A la suite d'un jugement du tribunal de commerce de Limoges en date du 13 février 1897, qui a condamné les associés commanditaires à reverser à la caisse sociale le montant de tous les intérêts touchés par eux par ce motif que ces intérêts représentaient des dividendes fictifs, les syndics ont, par exploit du 6 avril 1897, contenant assignation devant le tribunal civil, demandé la restitution de la somme de 5.700 fr. représentant la taxe sur le revenu acquittée depuis le 17 avril 1891. Ils ont prévenu l'Administration que cette assignation n'avait d'autre but que d'interrompre la prescription; qu'ils attendraient pour saisir le tribunal la solution définitive du procès engagé contre les commanditaires ;

Le jugement du 13 février 1897 a été confirmé par un arrêt de la Cour d'appel du 2 juillet suivant, et le pourvoi formé contre cette décision a été rejeté par un arrêt de la Chambre civile en date du 7 novembre 1899. Dans cette situation, l'Administration a examiné la réclamation faite par les syndics; tout en reconnaissant qu'elle était fondée en principe, elle a pensé que la restitution devait être réduite à 4.500 fr., le surplus étant atteint par la prescription quinquennale au moment de la notification de l'exploit introductif d'instance.
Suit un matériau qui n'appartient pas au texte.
// Copyright (c) 2026 Bountyy Oy. All rights reserved.
// This software is proprietary and confidential.

//! Phase dispatcher wiring the classifier, header rewriter and body proxy
//! to the host's two lifecycle events

use std::sync::atomic::{AtomicU64, Ordering};
use std::sync::Arc;

use dashmap::DashMap;
use parking_lot::RwLock;
use reqwest::header::HeaderMap;
use serde::Serialize;
use tokio::sync::oneshot;
use tokio::task::{AbortHandle, JoinHandle};
use url::Url;

use super::classifier::{Classification, Classifier};
use super::filter::{channel, FilterStream, ResponseFilter};
use super::headers::HeaderRewriter;
use super::proxy::{BodyTransformProxy, Outcome};
use super::request::{InterceptedRequest, RequestId, ResourceType};
use crate::config::{InterceptConfig, OriginPattern};
use crate::error::Result;
use crate::http::{HttpClient, HttpClientConfig, UpstreamFetcher};
use crate::transform::{TransformEngine, TransformService};

/// What the host should do with a request at the before-request phase
pub enum BeforeRequestAction {
    /// Proceed untouched
    Continue,
    /// Redirect before any network activity
    Redirect(Url),
    /// Serve the body from this stream instead of the network
    Filter(FilterStream),
}

impl BeforeRequestAction {
    pub fn is_continue(&self) -> bool {
        matches!(self, BeforeRequestAction::Continue)
    }
}

/// URL/type filter the host registers both listeners with
#[derive(Debug, Clone)]
pub struct ListenerFilter {
    pub origins: Vec<OriginPattern>,
    pub types: Vec<ResourceType>,
}

impl ListenerFilter {
    /// Check whether the host would invoke the listeners for this request
    pub fn matches(&self, request: &InterceptedRequest) -> bool {
        self.types.contains(&request.resource_type)
            && self.origins.iter().any(|o| o.matches(&request.url))
    }

    /// Match patterns in host registration form (`https://localhost/*`)
    pub fn url_patterns(&self) -> Vec<String> {
        self.origins.iter().map(|o| o.to_string()).collect()
    }
}

/// Running counters
#[derive(Debug, Clone, Default, Serialize)]
pub struct InterceptStats {
    pub requests_seen: u64,
    pub ignored: u64,
    pub redirected: u64,
    pub headers_rewritten: u64,
    pub transformed: u64,
    pub upstream_failures: u64,
    pub transform_failures: u64,
    pub passthrough: u64,
    pub abandoned: u64,
    pub aborted: u64,
}

impl InterceptStats {
    fn record(&mut self, outcome: &Outcome) {
        match outcome {
            Outcome::Transformed { .. } => self.transformed += 1,
            Outcome::UpstreamFailure { .. } => self.upstream_failures += 1,
            Outcome::TransformFailure => self.transform_failures += 1,
            Outcome::Passthrough => self.passthrough += 1,
            Outcome::Abandoned => self.abandoned += 1,
        }
    }
}

/// Entry point for a host's interception events
pub struct Interceptor {
    config: InterceptConfig,
    classifier: Arc<Classifier>,
    headers: HeaderRewriter,
    proxy: Arc<BodyTransformProxy>,
    engine: Arc<TransformEngine>,
    listener: ListenerFilter,
    /// Abort handles of eligible requests still being processed
    in_flight: Arc<DashMap<RequestId, AbortHandle>>,
    next_id: AtomicU64,
    stats: Arc<RwLock<InterceptStats>>,
}

impl Interceptor {
    /// Create an interceptor fetching upstream over HTTP
    pub fn new(config: InterceptConfig, service: Arc<dyn TransformService>) -> Result<Self> {
        let client = HttpClient::with_config(HttpClientConfig::from(&config))?;
        Self::with_fetcher(config, Arc::new(client), service)
    }

    /// Create an interceptor with a custom upstream fetcher
    pub fn with_fetcher(
        config: InterceptConfig,
        fetcher: Arc<dyn UpstreamFetcher>,
        service: Arc<dyn TransformService>,
    ) -> Result<Self> {
        config.validate()?;

        let classifier = Arc::new(Classifier::new(&config));
        let engine = Arc::new(TransformEngine::new(service));
        let proxy = Arc::new(BodyTransformProxy::new(
            &config,
            classifier.clone(),
            fetcher,
            engine.clone(),
        ));
        let listener = ListenerFilter {
            origins: config.origins.clone(),
            types: vec![ResourceType::Script],
        };

        Ok(Self {
            headers: HeaderRewriter::new(classifier.clone()),
            classifier,
            proxy,
            engine,
            listener,
            in_flight: Arc::new(DashMap::new()),
            next_id: AtomicU64::new(1),
            stats: Arc::new(RwLock::new(InterceptStats::default())),
            config,
        })
    }

    /// Allocate a request id
    pub fn next_request_id(&self) -> RequestId {
        RequestId(self.next_id.fetch_add(1, Ordering::Relaxed))
    }

    /// Build a request with a fresh id
    pub fn request(&self, url: &str, resource_type: ResourceType) -> Result<InterceptedRequest> {
        Ok(InterceptedRequest::new(
            self.next_request_id(),
            Url::parse(url)?,
            resource_type,
        ))
    }

    /// Filter to register the host listeners with
    pub fn listener_filter(&self) -> &ListenerFilter {
        &self.listener
    }

    /// Classify a request
    pub fn classify(&self, request: &InterceptedRequest) -> Classification {
        self.classifier.classify_request(request)
    }

    /// Start transform service initialization ahead of the first request
    pub async fn warm_up(&self) -> Result<()> {
        self.engine.ready().await
    }

    /// Before-request phase
    ///
    /// Must be called from within a Tokio runtime: eligible requests are
    /// processed on a spawned task whose output arrives on the returned stream.
    pub fn on_before_request(&self, request: InterceptedRequest) -> BeforeRequestAction {
        self.stats.write().requests_seen += 1;

        if !self.listener.matches(&request) {
            self.stats.write().ignored += 1;
            return BeforeRequestAction::Continue;
        }

        match self.classifier.classify_request(&request) {
            Classification::Redirect(target) => {
                tracing::info!(
                    request_id = %request.id,
                    from = %request.url,
                    to = %target,
                    "Redirecting to source file"
                );
                self.stats.write().redirected += 1;
                BeforeRequestAction::Redirect(target)
            }
            Classification::Eligible => {
                let (filter, stream) = channel(request.id);
                self.spawn(request, Box::new(filter));
                BeforeRequestAction::Filter(stream)
            }
            Classification::Ignore => {
                self.stats.write().ignored += 1;
                BeforeRequestAction::Continue
            }
        }
    }

    /// Before-request phase for hosts that supply their own filter
    ///
    /// Hands the filter back untouched when the request is not eligible or
    /// the filter belongs to a different request.
    pub fn attach_filter(
        &self,
        request: InterceptedRequest,
        filter: Box<dyn ResponseFilter>,
    ) -> std::result::Result<JoinHandle<Outcome>, Box<dyn ResponseFilter>> {
        if filter.request_id() != request.id {
            tracing::warn!(
                request_id = %request.id,
                filter_id = %filter.request_id(),
                "Filter belongs to another request"
            );
            return Err(filter);
        }
        if !self.listener.matches(&request) || !self.proxy.wants_filter(&request) {
            return Err(filter);
        }
        Ok(self.spawn(request, filter))
    }

    /// Headers-received phase
    pub fn on_headers_received(
        &self,
        request: &InterceptedRequest,
        headers: &HeaderMap,
    ) -> Option<HeaderMap> {
        if !self.listener.matches(request) {
            return None;
        }

        let rewritten = self.headers.on_headers_received(request, headers);
        if rewritten.is_some() {
            self.stats.write().headers_rewritten += 1;
        }
        rewritten
    }

    /// Host aborted a request; drop its in-flight fetch/transform
    pub fn abort(&self, id: RequestId) -> bool {
        match self.in_flight.remove(&id) {
            Some((_, handle)) => {
                handle.abort();
                self.stats.write().aborted += 1;
                tracing::debug!(request_id = %id, "Aborted in-flight request");
                true
            }
            None => false,
        }
    }

    /// Number of eligible requests still being processed
    pub fn in_flight(&self) -> usize {
        self.in_flight.len()
    }

    /// Snapshot of the counters
    pub fn stats(&self) -> InterceptStats {
        self.stats.read().clone()
    }

    /// Active configuration
    pub fn config(&self) -> &InterceptConfig {
        &self.config
    }

    fn spawn(&self, request: InterceptedRequest, filter: Box<dyn ResponseFilter>) -> JoinHandle<Outcome> {
        let id = request.id;
        let proxy = self.proxy.clone();
        let stats = self.stats.clone();
        let in_flight = self.in_flight.clone();
        // Bound before spawning so an abort ahead of the first poll still closes the filter
        let ctx = self.proxy.context(request, filter);
        let (registered_tx, registered_rx) = oneshot::channel::<()>();

        let handle = tokio::spawn(async move {
            let outcome = proxy.process_context(ctx).await;
            // Deregister only after the spawner has registered
            let _ = registered_rx.await;
            in_flight.remove(&id);
            stats.write().record(&outcome);
            outcome
        });

        self.in_flight.insert(id, handle.abort_handle());
        let _ = registered_tx.send(());

        handle
    }
}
En conséquence, elle a délivré un mandat de paiement de 4.500 fr. au profit des syndics; mais ces derniers ont refusé de l'accepter, et pour éviter la péremption, ont assigné l'Administration en reprise d'instance par exploit du 7 avril 1900.

Les demandeurs, tant dans l'exploit introductif d'instance que dans leur mémoire en date du 8 décembre 1900, ont soutenu qu'il s'agissait dans l'espèce d'une perception effectuée à titre provisoire et sauf règlement ultérieur; que,dans ces conditions,la prescription ne pouvait courir tant que l'action en restitution n'avait pas pris naissance, c'est-à-dire que le règlement n'avait pas eu lieu ou que l'époque du règlement n'était pas échue; que, par conséquent, les quatre paiements de 1891 s'élevant à 1.200 fr., qui devaient être liquidés le 20 mai 1892, ne pouvaient être atteints par la prescription, l'acte interruptif ayant date du 6 avril 1897.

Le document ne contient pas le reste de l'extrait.